25) International/Resource: UNISON’s guidance on private contractor procurement for public service employees.

Legislative Issues

1) National: After taking a knock with the election of Trump and appointment of Jeff Sessions as attorney general, criminal justice reform efforts seems to be getting back on track in Congress. “A bipartisan group of three senators reintroduced a prison reform bill Thursday, which builds off of reform at the state level. Republican Sens. John Cornyn of Texas and Mike Lee of Utah, and Democratic Sen. Sheldon Whitehouse of Rhode Island introduced the Corrections Oversight, Recidivism Reduction, and Eliminating Costs for Taxpayers In Our National System Act — which was first introduced in 2015. The senators have re-upped the bill just weeks after a sentencing reform bill was reintroduced, and a day after a group of law enforcement leaders sent a letter to President Trump and Attorney General Jeff Sessions urging the two to join in on bipartisan criminal justice reform.” The Corrections Act of 2017 is endorsed and supported by a wide array of interest groups and organizations, including Prison Fellowship, Faith & Freedom Coalition, the Alliance for Jewish Renewal, International Community Corrections Association, American Federation of Government Employees, the National Criminal Justice Association, Federal Law Enforcement Officers Association, the National District Attorneys Association, the Major County Sheriffs of America, Major City Chiefs Police Association, International Chiefs of Police, Americans for Tax Reform, American Conservative Union, and Right on Crime.

2) National: Kevin Ring, the Republican president of Families Against Mandatory Minimums (FAMM), says the Sessions Justice Department’s plan to close halfway houses is a terrible idea, and he wants Congress to step in. “If you wanted to increase the chances that federal prisoners would commit new crimes when they are released, there are a few things you would do. First, make lots of prisoners serve sentences that remove them from the community for far too long. Second, limit prisoners’ access to educational and job training opportunities and treatment for substance disorders and mental illness. Finally, as prisoners reach the end of their sentences, limit the time and services they are given to transition back to community. The Justice Department is doing all three of these things right now. ”

3) National: Aviation stakeholders continue to speak out strongly against efforts to privatize the national air traffic control system. “Apollo 13 astronaut Jim Lovell, who has spoken out against attempts to ‘privatize’ ATC in the past, also addressed the general session. Lovell, along with ‘Miracle on the Hudson’ Chesley “Sully” Sullenberger and other acknowledged pilots, were also featured on a new video opposing the legislation.
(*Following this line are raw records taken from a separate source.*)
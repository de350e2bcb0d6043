//! Time subsystem.
//!
//! Provides the clock behind `performance.now()` and the timestamps handed to
//! animation-frame callbacks.

mod frame_clock;

pub use frame_clock::{FrameClock, FrameTime};
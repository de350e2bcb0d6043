//! Window + runtime loop.
//!
//! Owns the `winit` EventLoop and Window, wires them to the GPU backend and
//! feeds native events to a [`Host`](crate::core::Host).

mod runtime;

pub use runtime::{Runtime, RuntimeConfig};
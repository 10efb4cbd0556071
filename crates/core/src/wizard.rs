// Wizard driver
//
// Field editors are external collaborators: given the active field's current
// pending value and its neighbors, they return the committed value and where
// to go next. `run_wizard` forwards each outcome into the session until the
// wizard closes.

use async_trait::async_trait;

use crate::agent::Attachment;
use crate::error::SessionError;
use crate::field::{FieldId, FieldKind};
use crate::files::FileSetDraft;
use crate::session::{EditSession, WizardState};

/// Current pending value handed to an editor
#[derive(Debug, Clone, PartialEq, Eq)]
pub enum FieldDraft {
    /// Text or encoded list value
    Text(String),
    /// File-set working copy
    Files(FileSetDraft),
}

/// What an editor is asked to edit
#[derive(Debug, Clone)]
pub struct EditRequest {
    pub field: FieldId,
    pub draft: FieldDraft,
    pub prev: Option<FieldId>,
    pub next: Option<FieldId>,
}

/// Value committed by an editor
#[derive(Debug, Clone, PartialEq, Eq)]
pub enum EditedValue {
    Text(String),
    Files {
        new_files: Vec<Attachment>,
        deleted: Vec<String>,
    },
}

/// Result of one editor invocation
#[derive(Debug, Clone, PartialEq, Eq)]
pub enum EditOutcome {
    /// Commit the value, then open `navigate_to` or close the wizard
    Commit {
        value: EditedValue,
        navigate_to: Option<FieldId>,
    },
    /// Leave the field untouched and close the wizard
    Cancel,
}

/// Errors from driving the wizard
#[derive(Debug, thiserror::Error)]
pub enum WizardError {
    #[error(transparent)]
    Session(#[from] SessionError),

    #[error("Editor failed: {0}")]
    Editor(#[source] anyhow::Error),
}

/// Trait for interactive field editors
///
/// Implementations validate their input before returning a commit.
#[async_trait]
pub trait FieldEditor: Send {
    async fn edit(&mut self, request: EditRequest) -> anyhow::Result<EditOutcome>;
}

impl EditSession {
    /// Request describing the active field, none while the wizard is closed
    pub fn edit_request(&self) -> Option<EditRequest> {
        let field = self.active_field()?;
        let draft = match field.kind() {
            FieldKind::FileSet => FieldDraft::Files(self.files_draft()),
            FieldKind::Text | FieldKind::DelimitedList => {
                FieldDraft::Text(self.pending(field).unwrap_or_default().to_string())
            }
        };
        Some(EditRequest {
            field,
            draft,
            prev: self.prev_field(),
            next: self.next_field(),
        })
    }

    /// Forward an editor outcome for `field` into the session
    pub fn apply_outcome(
        &mut self,
        field: FieldId,
        outcome: EditOutcome,
    ) -> Result<(), SessionError> {
        match outcome {
            EditOutcome::Cancel => {
                self.close();
                Ok(())
            }
            EditOutcome::Commit {
                value: EditedValue::Text(text),
                navigate_to,
            } => self.commit_field(field, text, navigate_to),
            EditOutcome::Commit {
                value: EditedValue::Files { new_files, deleted },
                navigate_to,
            } => self.commit_files(field, new_files, deleted, navigate_to),
        }
    }
}

/// Drive editors until the wizard closes
pub async fn run_wizard<E: FieldEditor + ?Sized>(
    session: &mut EditSession,
    editor: &mut E,
) -> Result<(), WizardError> {
    while let WizardState::Open(_) = session.state() {
        let Some(request) = session.edit_request() else {
            break;
        };
        let field = request.field;
        let outcome = editor.edit(request).await.map_err(WizardError::Editor)?;
        session.apply_outcome(field, outcome)?;
    }
    Ok(())
}
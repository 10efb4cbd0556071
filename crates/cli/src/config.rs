// CLI configuration
//
// Every setting has a flag and an environment binding (see main.rs);
// CliConfig is what the rest of the CLI reads.

use std::time::Duration;

use crate::output::OutputFormat;

/// Default backend base URL
pub const DEFAULT_API_URL: &str = "http://localhost:8080/api";

/// Default request timeout in seconds
pub const DEFAULT_TIMEOUT_SECS: u64 = 10;

/// Resolved CLI settings
#[derive(Debug, Clone)]
pub struct CliConfig {
    /// Backend base URL, without trailing slash
    pub api_url: String,

    /// Value sent as `X-Requested-With` on every request
    pub request_token: Option<String>,

    /// Admin password used to log in when a command needs it
    pub password: Option<String>,

    /// Per-request timeout
    pub timeout: Duration,

    pub output: OutputFormat,

    /// Suppress non-essential output
    pub quiet: bool,
}

impl CliConfig {
    pub fn new(api_url: &str) -> Self {
        Self {
            api_url: api_url.trim_end_matches('/').to_string(),
            request_token: None,
            password: None,
            timeout: Duration::from_secs(DEFAULT_TIMEOUT_SECS),
            output: OutputFormat::Text,
            quiet: false,
        }
    }

    pub fn with_request_token(mut self, token: Option<String>) -> Self {
        self.request_token = token.filter(|t| !t.is_empty());
        self
    }

    pub fn with_password(mut self, password: Option<String>) -> Self {
        self.password = password.filter(|p| !p.is_empty());
        self
    }

    pub fn with_timeout_secs(mut self, secs: u64) -> Self {
        self.timeout = Duration::from_secs(secs.max(1));
        self
    }

    pub fn with_output(mut self, output: OutputFormat, quiet: bool) -> Self {
        self.output = output;
        self.quiet = quiet;
        self
    }
}

impl Default for CliConfig {
    fn default() -> Self {
        Self::new(DEFAULT_API_URL)
    }
}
NBAA President and CEO Ed Bolen said, ‘They have attack ads, we have leaders and legends.’ The airlines have been attacking general aviation in advertisements and on social networks through a front group called Citizens for On-Time Flights.” Bipartisan opposition to privatization has frustrated right wing groups such as FreedomWorks. The bill is awaiting House floor time.

4) National: U.S. Senator Martin Heimrich (D-NM) has introduced a budget amendment to stop Republican efforts to privatize public lands. Heinrich says, “The Republican budget would give fast-track authority to auction off over a billion dollars of public lands in New Mexico and across the West. The White House has already asked Secretary Zinke which lands don’t deserve protection and now Senate Republicans are intent on making it even easier to privatize the places sportsmen and other New Mexicans rely on for recreation and to put food on the table. My amendment would strike this billion-dollar bill of sale for our lands and reject the opportunistic politicians and their financiers, like the Koch Brothers, who want to dispose of America’s national forests, conservation lands, and open spaces.”

5) National: Republican senators sat down last week with Trump administration officials, including D.J. Gribbin and Reed Cordish, to talk infrastructure. The Trump infrastructure plan, announced with great fanfare months ago, has so far amounted to a series of PR efforts. There was “no sense of timing,” said Sen. Cory Gardner (R-CO).